Two Dose Series of High-Dose Influenza Vaccine Is Associated with Longer Duration of Serologic Immunity in Patients with Plasma Cell Disorders

Background:

Patients with plasma cell disorders (PCDs) are highly susceptible to infections, including influenza, which are a major source of morbidity. Seasonal influenza vaccination is routinely administered to patients with PCDs, yet influenza infections remain common. Combining the use of higher antigen dose and a booster strategy, we recently reported a randomized study of a two dose series of high-dose influenza vaccine, which was associated with fewer influenza infections than standard influenza vaccination in patients with PCDs (Branagan, et al, ASH 2016). However, the immunologic effects following this vaccination strategy remains unknown.

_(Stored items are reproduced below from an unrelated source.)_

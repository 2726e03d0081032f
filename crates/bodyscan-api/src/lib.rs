//! Bodyscan API Library
//!
//! HTTP surface over the photo intake pipeline and the analysis service.

mod api_doc;
pub mod constants;
pub mod error;
pub mod extract;
pub mod handlers;
pub mod setup;
pub mod state;

pub use api_doc::ApiDoc;
pub use error::{ErrorResponse, HttpAppError};
pub use state::AppState;
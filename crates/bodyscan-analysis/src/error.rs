use bodyscan_core::{AiProvider, AppError};

/// Longest slice of a model reply carried in an error.
pub const RESPONSE_EXCERPT_CHARS: usize = 200;

/// Longest parse-failure reason kept for logs. The reason never reaches clients.
const REASON_CHARS: usize = 160;

#[derive(Debug, thiserror::Error)]
pub enum AnalysisError {
    /// Transport failure, non-success status, or an unusable envelope from the provider.
    #[error("{provider} analysis failed: {message}")]
    Provider {
        provider: AiProvider,
        message: String,
    },

    /// The reply text does not satisfy the response contract. Only the excerpt is displayed.
    #[error("Failed to parse AI response. Raw response: {excerpt}")]
    InvalidResponse { reason: String, excerpt: String },

    /// Parsed, but rejected by the acceptance check.
    #[error("Analysis result rejected: {0}")]
    Unacceptable(String),

    #[error("Invalid analysis request: {0}")]
    InvalidRequest(String),

    #[error("Configuration error: {0}")]
    Configuration(String),
}

impl AnalysisError {
    pub(crate) fn provider(provider: AiProvider, message: impl Into<String>) -> Self {
        AnalysisError::Provider {
            provider,
            message: message.into(),
        }
    }

    pub(crate) fn invalid_response(reason: impl Into<String>, raw: &str) -> Self {
        AnalysisError::InvalidResponse {
            reason: reason.into().chars().take(REASON_CHARS).collect(),
            excerpt: raw.chars().take(RESPONSE_EXCERPT_CHARS).collect(),
        }
    }

    /// Why a reply broke the response contract, for logging.
    pub fn contract_reason(&self) -> Option<&str> {
        match self {
            AnalysisError::InvalidResponse { reason, .. } => Some(reason),
            _ => None,
        }
    }
}

impl From<AnalysisError> for AppError {
    fn from(err: AnalysisError) -> Self {
        match err {
            AnalysisError::Provider { provider, message } => AppError::AnalysisProvider {
                provider: provider.display_name().to_string(),
                message,
            },
            e @ AnalysisError::InvalidResponse { .. } => {
                AppError::InvalidAnalysisResponse(e.to_string())
            }
            AnalysisError::Unacceptable(reason) => AppError::UnacceptableResult(reason),
            AnalysisError::InvalidRequest(msg) => AppError::InvalidInput(msg),
            AnalysisError::Configuration(msg) => AppError::Configuration(msg),
        }
    }
}

#[cfg(test)]
mod tests {
    use super::*;

    #[test]
    fn test_excerpt_is_bounded_by_chars() {
        let raw = "é".repeat(500);
        match AnalysisError::invalid_response("expected value", &raw) {
            AnalysisError::InvalidResponse { excerpt, .. } => {
                assert_eq!(excerpt.chars().count(), 200)
            }
            other => panic!("unexpected error: {other:?}"),
        }
    }

    #[test]
    fn test_contract_failure_message_is_bounded() {
        let huge = "x".repeat(100_000);
        let err = AnalysisError::invalid_response(format!("invalid confidence '{huge}'"), &huge);
        let message = err.to_string();
        assert_eq!(
            message,
            format!("Failed to parse AI response. Raw response: {}", "x".repeat(200))
        );
        assert!(err.contract_reason().unwrap().chars().count() <= REASON_CHARS);

        let app: AppError = err.into();
        assert_eq!(app.to_string(), message);
    }

    #[test]
    fn test_provider_error_message() {
        let err = AnalysisError::provider(AiProvider::OpenAi, "timeout");
        assert_eq!(err.to_string(), "OpenAI analysis failed: timeout");

        let app: AppError = err.into();
        assert_eq!(app.to_string(), "OpenAI analysis failed: timeout");
    }
}
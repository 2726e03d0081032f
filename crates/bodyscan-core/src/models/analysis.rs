use serde::{Deserialize, Serialize};
use std::fmt;
use std::str::FromStr;
use utoipa::ToSchema;

/// Lowest body-fat percentage a result may carry.
pub const MIN_BODY_FAT_PERCENTAGE: f64 = 5.0;
/// Highest body-fat percentage a result may carry.
pub const MAX_BODY_FAT_PERCENTAGE: f64 = 50.0;
/// Shortest reasoning text the acceptance check lets through.
pub const MIN_REASONING_CHARS: usize = 20;

/// Model-reported confidence in its estimate.
#[derive(Debug, Clone, Copy, PartialEq, Eq, Serialize, Deserialize, ToSchema)]
#[serde(rename_all = "lowercase")]
pub enum ConfidenceLevel {
    Low,
    Medium,
    High,
}

impl ConfidenceLevel {
    pub fn as_str(&self) -> &'static str {
        match self {
            ConfidenceLevel::Low => "low",
            ConfidenceLevel::Medium => "medium",
            ConfidenceLevel::High => "high",
        }
    }
}

impl fmt::Display for ConfidenceLevel {
    fn fmt(&self, f: &mut fmt::Formatter<'_>) -> fmt::Result {
        f.write_str(self.as_str())
    }
}

impl FromStr for ConfidenceLevel {
    type Err = String;

    fn from_str(s: &str) -> Result<Self, Self::Err> {
        match s.trim().to_lowercase().as_str() {
            "low" => Ok(ConfidenceLevel::Low),
            "medium" => Ok(ConfidenceLevel::Medium),
            "high" => Ok(ConfidenceLevel::High),
            other => Err(format!("invalid confidence '{}'", other)),
        }
    }
}

/// Model-reported quality of the submitted photo.
#[derive(Debug, Clone, Copy, PartialEq, Eq, Serialize, Deserialize, ToSchema)]
#[serde(rename_all = "lowercase")]
pub enum PhotoQuality {
    Poor,
    Fair,
    Good,
    Excellent,
}

impl PhotoQuality {
    pub fn as_str(&self) -> &'static str {
        match self {
            PhotoQuality::Poor => "poor",
            PhotoQuality::Fair => "fair",
            PhotoQuality::Good => "good",
            PhotoQuality::Excellent => "excellent",
        }
    }
}

impl fmt::Display for PhotoQuality {
    fn fmt(&self, f: &mut fmt::Formatter<'_>) -> fmt::Result {
        f.write_str(self.as_str())
    }
}

impl FromStr for PhotoQuality {
    type Err = String;

    fn from_str(s: &str) -> Result<Self, Self::Err> {
        match s.trim().to_lowercase().as_str() {
            "poor" => Ok(PhotoQuality::Poor),
            "fair" => Ok(PhotoQuality::Fair),
            "good" => Ok(PhotoQuality::Good),
            "excellent" => Ok(PhotoQuality::Excellent),
            other => Err(format!("invalid photo_quality '{}'", other)),
        }
    }
}

/// Validated model output. Only built by the response parser.
#[derive(Debug, Clone, PartialEq, Serialize, Deserialize, ToSchema)]
pub struct AnalysisResult {
    /// Estimated body-fat percentage, 5.0 to 50.0, one decimal.
    pub body_fat_percentage: f64,
    pub confidence: ConfidenceLevel,
    pub reasoning: String,
    pub photo_quality: PhotoQuality,
    /// Only present for multi-angle analyses.
    #[serde(default, skip_serializing_if = "Option::is_none")]
    pub consistency_check: Option<String>,
}

#[cfg(test)]
mod tests {
    use super::*;

    #[test]
    fn test_labels_parse_case_insensitively() {
        assert_eq!("High".parse::<ConfidenceLevel>().unwrap(), ConfidenceLevel::High);
        assert_eq!("MEDIUM".parse::<ConfidenceLevel>().unwrap(), ConfidenceLevel::Medium);
        assert!("certain".parse::<ConfidenceLevel>().is_err());

        assert_eq!("Good".parse::<PhotoQuality>().unwrap(), PhotoQuality::Good);
        assert_eq!("excellent".parse::<PhotoQuality>().unwrap(), PhotoQuality::Excellent);
        assert!("blurry".parse::<PhotoQuality>().is_err());
    }

    #[test]
    fn test_result_serialization_omits_missing_consistency_check() {
        let result = AnalysisResult {
            body_fat_percentage: 18.2,
            confidence: ConfidenceLevel::High,
            reasoning: "Visible muscle definition.".to_string(),
            photo_quality: PhotoQuality::Good,
            consistency_check: None,
        };
        let json = serde_json::to_value(&result).unwrap();
        assert_eq!(json["confidence"], "high");
        assert_eq!(json["photo_quality"], "good");
        assert!(json.get("consistency_check").is_none());
    }
}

Few studies have focused on serologic responses to influenza vaccination in PCD patients and there are none to the authors' knowledge which have measured longitudinal serologic responses over a single flu season.

Methods:

We conducted a double-blind, randomized clinical trial over the 2015-16 flu season, comparing two doses of Fluzone® High-Dose influenza vaccination (separated by 30 days) to standard of care influenza vaccination. Patients were allocated to the experimental arm in 2:1 ratio. Standard of care influenza vaccination was considered single age-based vaccination (standard dose <65 years and high-dose ≥ 65 years) and patients in this arm received a saline placebo injection at 30 days to assist in blinding. Eligibility criteria allowed any patient with a plasma cell disorder and no contraindication to trivalent inactivated influenza vaccine. HAI titers were analyzed by standardized procedure at four time points, baseline, 30 days following the initial vaccine, 30 days following the second vaccine, and at the end of the flu season (April 30).

Results:

122 total plasma cell disorder patients were enrolled (97 with disease requiring therapy and 25 with asymptomatic gammopathy). Forty-eight patients received a single standard of care influenza vaccination and 74 patients received two doses of Fluzone High-Dose vaccine. Median age was 67 years (range 42-90). Following the second vaccine / placebo, rates of total seroprotection (against all 3 influenza vaccine strains) were 86.3% for patients who received two high dose vaccines and 63.9% for standard vaccination patients. At the end of the flu season, rates of total seroprotection were 58.5% for patients who received two high dose vaccines and 33.3% for standard vaccination patients. Chi-square testing revealed that patients receiving the two dose vaccine strategy experienced significantly higher rates of total seroprotection following second vaccine (p<0.05). At the end of the flu season rates of seroprotection trended toward significance at the end of the flu season against all 3 vaccine strains (p=0.07), against the H3N2 strain (p=0.05) and were significantly higher against the H1N1 strain (p<0.05).

Conclusions:

We previously reported that a two dose strategy of Fluzone® High-Dose influenza vaccine is safely tolerated in patients with plasma cell disorders and associated with fewer laboratory-confirmed influenza infections. Unexpectedly, the current analysis revealed that protective HAI antibody titers rapidly fall in PCD patients. Typically, HAI titers slowly decrease following a peak protective response, but do not drop below protective levels until after 6 months. However, PCD patients in this study began to lose HAI seroprotection within 4 months and even as little as 30 days. Interestingly, patients who received the two dose series of high-dose influenza vaccine maintained higher rates of seroprotection at the end of the influenza season compared to those who received standard vaccination. The maintenance of seroprotection was greatest against the seasonal H1N1 strain (which was the predominate circulating strain during that particular 2015-2016 flu season). Importantly, these results suggest that a two dose series of high-dose vaccine provides may mitigate loss of vaccine-induced HAI titers and allow more durable serologic protection throughout the flu season. Studies are ongoing to further explore immune function following influenza vaccination, including cell-mediated responses. More studies are warranted to help determine the optimal dose and timing of influenza vaccination in PCD patients. Understanding the unique kinetics of serologic responses in PCD patients may have practice changing implications for other vaccines and therapies in this population.